Putin temia sangrar seu poder até ser derrubado em prol de uma nova democracia russa, por isso resolveu gastar tanto como gastou nessa guerra. Eu analisei o país, mas esqueci das pessoas que controlavam o país. Essas pessoas estão numa posição confortável, mas que começava a se corroer com décadas de fracassos no desenvolvimento econômico e social. A cleptocracia da antiga elite da União Soviética não era eternamente sustentável, especialmente em tempos de paz. Para quem tem o poder na Rússia, é mais eficiente arriscar o povo e a economia do que tentar se adaptar a uma nova realidade.

E vai que cola? São milhares de ogivas nucleares prontas para dissuadir quem quer que tente retirar o controle de Putin sobre o segundo maior exército do mundo. Não deixa de me lembrar das análises que fizemos sobre vacinação ao redor do mundo: não adianta proteger o seu povo e deixar a doença correndo solta em outros. Esqueceram a Rússia no século XX, ela está agindo como se estivesse no século XX.

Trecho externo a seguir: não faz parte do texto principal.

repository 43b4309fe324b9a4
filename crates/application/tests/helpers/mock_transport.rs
#![allow(dead_code)]

use ferrous_lookup_application::ports::{
    ConnectionState, Datagram, DatagramTransport, EventSink, TransportEvent, TransportFactory,
};
use ferrous_lookup_domain::{Endpoint, TransportError};
use std::sync::atomic::{AtomicUsize, Ordering};
use std::sync::{Arc, Mutex};

/// What a [`MockTransport`] emits in reply to each operation.
#[derive(Debug, Clone, Default)]
pub struct Script {
    pub on_open: Vec<TransportEvent>,
    pub on_send: Vec<TransportEvent>,
    pub on_receive: Vec<TransportEvent>,
    /// Drop the event sink right after `open` instead of keeping it.
    pub drop_sink: bool,
}

impl Script {
    /// Connects, sends and answers with `response`.
    pub fn answering(response: Vec<u8>) -> Self {
        Self {
            on_open: vec![connecting(), ready()],
            on_send: vec![TransportEvent::SendCompleted(Ok(()))],
            on_receive: vec![TransportEvent::Received(Ok(Datagram::complete(response)))],
            drop_sink: false,
        }
    }

    /// Reports `Connecting` and then nothing at all.
    pub fn stalled() -> Self {
        Self {
            on_open: vec![connecting()],
            ..Self::default()
        }
    }

    pub fn on_open(mut self, events: Vec<TransportEvent>) -> Self {
        self.on_open = events;
        self
    }

    pub fn on_send(mut self, events: Vec<TransportEvent>) -> Self {
        self.on_send = events;
        self
    }

    pub fn on_receive(mut self, events: Vec<TransportEvent>) -> Self {
        self.on_receive = events;
        self
    }

    pub fn dropping_sink(mut self) -> Self {
        self.drop_sink = true;
        self
    }
}

pub fn connecting() -> TransportEvent {
    TransportEvent::StateChanged(ConnectionState::Connecting)
}

pub fn ready() -> TransportEvent {
    TransportEvent::StateChanged(ConnectionState::Ready)
}

pub fn failed(err: TransportError) -> TransportEvent {
    TransportEvent::StateChanged(ConnectionState::Failed(err))
}

/// Counters shared between a mock transport and the test observing it.
#[derive(Debug, Default)]
pub struct TransportProbe {
    pub opens: AtomicUsize,
    pub receives: AtomicUsize,
    pub cancels: AtomicUsize,
    pub sent: Mutex<Vec<Vec<u8>>>,
    pub endpoint: Mutex<Option<Endpoint>>,
}

impl TransportProbe {
    pub fn opens(&self) -> usize {
        self.opens.load(Ordering::SeqCst)
    }

    pub fn receives(&self) -> usize {
        self.receives.load(Ordering::SeqCst)
    }

    pub fn cancels(&self) -> usize {
        self.cancels.load(Ordering::SeqCst)
    }

    pub fn sent(&self) -> Vec<Vec<u8>> {
        self.sent.lock().unwrap().clone()
    }

    pub fn endpoint(&self) -> Option<Endpoint> {
        self.endpoint.lock().unwrap().clone()
    }
}

pub struct MockTransport {
    script: Script,
    probe: Arc<TransportProbe>,
    sink: Option<EventSink>,
}

impl MockTransport {
    pub fn new(script: Script) -> (Self, Arc<TransportProbe>) {
        let probe = Arc::new(TransportProbe::default());
        (Self::with_probe(script, probe.clone()), probe)
    }

    pub fn with_probe(script: Script, probe: Arc<TransportProbe>) -> Self {
        Self {
            script,
            probe,
            sink: None,
        }
    }

    fn emit_all(&self, events: &[TransportEvent]) {
        if let Some(sink) = &self.sink {
            for event in events {
                sink.emit(event.clone());
            }
        }
    }
}

impl DatagramTransport for MockTransport {
    fn open(&mut self, endpoint: &Endpoint, events: EventSink) {
        self.probe.opens.fetch_add(1, Ordering::SeqCst);
        *self.probe.endpoint.lock().unwrap() = Some(endpoint.clone());
        self.sink = Some(events);
        self.emit_all(&self.script.on_open);
        if self.script.drop_sink {
            self.sink = None;
        }
    }

    fn send(&mut self, bytes: Vec<u8>) {
        self.probe.sent.lock().unwrap().push(bytes);
        self.emit_all(&self.script.on_send);
    }

    fn receive_one(&mut self) {
        self.probe.receives.fetch_add(1, Ordering::SeqCst);
        self.emit_all(&self.script.on_receive);
    }

    fn cancel(&mut self) {
        self.probe.cancels.fetch_add(1, Ordering::SeqCst);
        self.sink = None;
    }
}

/// Hands out mock transports that all report into one probe.
pub struct MockTransportFactory {
    script: Script,
    probe: Arc<TransportProbe>,
}

impl MockTransportFactory {
    pub fn new(script: Script) -> Self {
        Self {
            script,
            probe: Arc::new(TransportProbe::default()),
        }
    }

    pub fn probe(&self) -> Arc<TransportProbe> {
        self.probe.clone()
    }
}

impl TransportFactory for MockTransportFactory {
    fn create(&self) -> Box<dyn DatagramTransport> {
        Box::new(MockTransport::with_probe(
            self.script.clone(),
            self.probe.clone(),
        ))
    }
}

Já vou por esse caminho porque a minha análise estava errada por mais motivos que não enxergar a ganância de poder de Putin e a elite que controla o exército russo: também temos muita influência de outras partes. Os americanos, que eu previ que não queriam essa guerra, na verdade fizeram um escândalo tão grande que impediram qualquer acordo por baixo dos panos. Eles provavelmente poderiam ter ido por vias menos oficiais dizer para o os russos que a Ucrânia nunca seria aceita na OTAN. Teriam que ceder mais, com certeza; mas se quisessem mesmo deixar a situação esfriar, teriam como. Biden estava pressionado pelo fracasso da saída do Afeganistão e não queria passar a imagem de fraco, de novo.

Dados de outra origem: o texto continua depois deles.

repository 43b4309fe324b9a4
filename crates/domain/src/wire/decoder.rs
use super::reader::WireReader;
use crate::dns_message::{Header, Message, Question, HEADER_LEN};
use crate::dns_record::{RData, RecordClass, RecordType, ResourceRecord};
use crate::errors::DecodeError;
use std::net::{Ipv4Addr, Ipv6Addr};

/// Smallest possible resource record: root name, type, class, ttl, rdlength.
const MIN_RECORD_LEN: usize = 11;

/// Smallest possible question: root name, type, class.
const MIN_QUESTION_LEN: usize = 5;

/// Decodes one complete DNS message.
///
/// Every declared section entry must be present and the buffer must end
/// exactly after the last one. Nothing partial is ever returned.
pub fn decode(bytes: &[u8]) -> Result<Message, DecodeError> {
    if bytes.len() < HEADER_LEN {
        return Err(DecodeError::Truncated { len: bytes.len() });
    }

    let mut reader = WireReader::new(bytes);
    let header = read_header(&mut reader)?;

    let mut questions = Vec::with_capacity(bounded(header.question_count, &reader, MIN_QUESTION_LEN));
    for _ in 0..header.question_count {
        questions.push(read_question(&mut reader)?);
    }

    let answers = read_records(&mut reader, bytes, header.answer_count)?;
    let authorities = read_records(&mut reader, bytes, header.authority_count)?;
    let additionals = read_records(&mut reader, bytes, header.additional_count)?;

    if reader.remaining() > 0 {
        return Err(DecodeError::TrailingData {
            offset: reader.position(),
            remaining: reader.remaining(),
        });
    }

    Ok(Message::from_sections(
        header,
        questions,
        answers,
        authorities,
        additionals,
    ))
}

fn bounded(count: u16, reader: &WireReader<'_>, min_len: usize) -> usize {
    usize::from(count).min(reader.remaining() / min_len)
}

fn read_header(reader: &mut WireReader<'_>) -> Result<Header, DecodeError> {
    let mut header = Header {
        id: reader.read_u16()?,
        ..Header::default()
    };
    header.set_flags(reader.read_u16()?);
    header.question_count = reader.read_u16()?;
    header.answer_count = reader.read_u16()?;
    header.authority_count = reader.read_u16()?;
    header.additional_count = reader.read_u16()?;
    Ok(header)
}

fn read_question(reader: &mut WireReader<'_>) -> Result<Question, DecodeError> {
    let name = reader.read_name()?;
    let record_type = RecordType::from_u16(reader.read_u16()?);
    let class = RecordClass::from_u16(reader.read_u16()?);
    Ok(Question {
        name,
        record_type,
        class,
    })
}

fn read_records(
    reader: &mut WireReader<'_>,
    message: &[u8],
    count: u16,
) -> Result<Vec<ResourceRecord>, DecodeError> {
    let mut records = Vec::with_capacity(bounded(count, reader, MIN_RECORD_LEN));
    for _ in 0..count {
        records.push(read_record(reader, message)?);
    }
    Ok(records)
}

fn read_record(reader: &mut WireReader<'_>, message: &[u8]) -> Result<ResourceRecord, DecodeError> {
    let name = reader.read_name()?;
    let record_type = RecordType::from_u16(reader.read_u16()?);
    let class = RecordClass::from_u16(reader.read_u16()?);
    let raw_ttl = reader.read_u32()?;
    let rdlength = reader.read_u16()?;

    let rdata_start = reader.position();
    reader.read_bytes(rdlength as usize)?;
    let rdata = read_rdata(message, rdata_start, rdlength, record_type)?;

    Ok(ResourceRecord {
        name,
        record_type,
        class,
        // RFC 2181 §8: a TTL with the top bit set is treated as zero.
        ttl: if raw_ttl & 0x8000_0000 != 0 { 0 } else { raw_ttl },
        rdlength,
        rdata,
    })
}

/// Interprets `rdlength` bytes at `start`. The view handed to the type
/// parser ends with the resource data, so literal labels and strings cannot
/// run past it, while compression pointers can still reach earlier names.
fn read_rdata(
    message: &[u8],
    start: usize,
    rdlength: u16,
    record_type: RecordType,
) -> Result<RData, DecodeError> {
    let end = start + rdlength as usize;
    let view = message.get(..end).ok_or(DecodeError::UnexpectedEnd {
        offset: start,
        needed: end.saturating_sub(message.len()),
    })?;
    let mut rd = WireReader::at(view, start);

    let rdata = match record_type {
        RecordType::A if rdlength == 4 => {
            let b = rd.read_bytes(4)?;
            RData::A(Ipv4Addr::new(b[0], b[1], b[2], b[3]))
        }
        RecordType::AAAA if rdlength == 16 => {
            let mut octets = [0u8; 16];
            octets.copy_from_slice(rd.read_bytes(16)?);
            RData::AAAA(Ipv6Addr::from(octets))
        }
        RecordType::A | RecordType::AAAA => {
            return Err(DecodeError::RDataLength {
                record_type,
                declared: rdlength,
                consumed: if record_type == RecordType::A { 4 } else { 16 },
            })
        }
        RecordType::TXT => {
            let mut strings = Vec::new();
            while rd.position() < end {
                let len = rd.read_u8()? as usize;
                strings.push(String::from_utf8_lossy(rd.read_bytes(len)?).into_owned());
            }
            RData::TXT(strings)
        }
        RecordType::CNAME => RData::CNAME(rd.read_name()?),
        RecordType::NS => RData::NS(rd.read_name()?),
        RecordType::PTR => RData::PTR(rd.read_name()?),
        RecordType::MX => RData::MX {
            preference: rd.read_u16()?,
            exchange: rd.read_name()?,
        },
        _ => RData::Raw(rd.read_bytes(rdlength as usize)?.to_vec()),
    };

    let consumed = rd.position() - start;
    if consumed != rdlength as usize {
        return Err(DecodeError::RDataLength {
            record_type,
            declared: rdlength,
            consumed,
        });
    }

    Ok(rdata)
}
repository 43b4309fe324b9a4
pub mod builders;

pub use builders::*;
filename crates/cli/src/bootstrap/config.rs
use anyhow::Context;
use ferrous_lookup_domain::{CliOverrides, Config};

pub fn load_config(path: Option<&str>, overrides: CliOverrides) -> anyhow::Result<Config> {
    Config::load(path, overrides).context("Failed to load configuration")
}
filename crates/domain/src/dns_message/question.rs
use crate::dns_record::{RecordClass, RecordType};
use crate::domain_name::DomainName;

#[derive(Debug, Clone, PartialEq, Eq)]
pub struct Question {
    pub name: DomainName,
    pub record_type: RecordType,
    pub class: RecordClass,
}

impl Question {
    pub fn new(name: DomainName, record_type: RecordType) -> Self {
        Self {
            name,
            record_type,
            class: RecordClass::IN,
        }
    }

    pub fn with_class(mut self, class: RecordClass) -> Self {
        self.class = class;
        self
    }
}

Não só fizeram escândalo o tempo todo, como ainda criaram a ilusão que dariam suporte à Ucrânia. Ucrânia que em 1994 trocou o terceiro maior arsenal nuclear do mundo pela promessa de proteção da Rússia, EUA e Reino Unido em caso de invasão. Se eles ainda tivessem os mísseis, a Rússia seria a melhor amiga da Ucrânia. O abandono dos ucranianos não só é uma sacanagem como também é uma mensagem para todo mundo sobre ter bombas nucleares: não confie em ninguém te prometendo proteção em troca delas. Quero só ver a Coreia do Norte abrindo mão das suas depois dessa…

E, como esses assuntos são bem complexos, eu sequer previ a possibilidade do presidente ucraniano ser um maluco de pedra! Ele está distribuindo rifles para civis defenderem a capital! Não se coloca rifles na mão de civis. Civis não sabem o que fazer com eles, mesmo que saibam atirar. E pior: quando um civil pega num rifle, ele deixa de ter todas as proteções dos acordos internacionais sobre guerras. Ele vira um combatente e pode ser morto a qualquer momento. O governo ucraniano soltou vídeo ensinando a fazer coquetel Molotov! Olha o grau de insanidade: vai colocar uma bomba dessas na mão de uma mulher ou um idoso diante de um exército profissional? Isso não é fortalecer o espírito de luta do seu povo, isso é condenar gente à morte. Ou seu exército dá conta, ou você começa a pensar em como salvar seu povo, não colocar armas na mão deles e dizer que é para peitar tanque e caça supersônico com uma garrafa de pinga com um pano!

São tantos ângulos bizarros nessa história que eu aceito humildemente meu erro, mas não me sinto tão cego assim: eu apostei em bom senso, e o bom senso resolveu não participar dessa história. Estão resolvendo problemas políticos com sangue do povo porque aparentemente só mudou o número no calendário, as pessoas continuam tão insanas como eram na última grande guerra.

Lição aprendida: vidas humanas ainda são um recurso que os líderes mundiais vão gastar sem dó em troca de dinheiro, poder… e ego. Eu achei que estávamos numa era um pouco mais evoluída do que realmente estamos.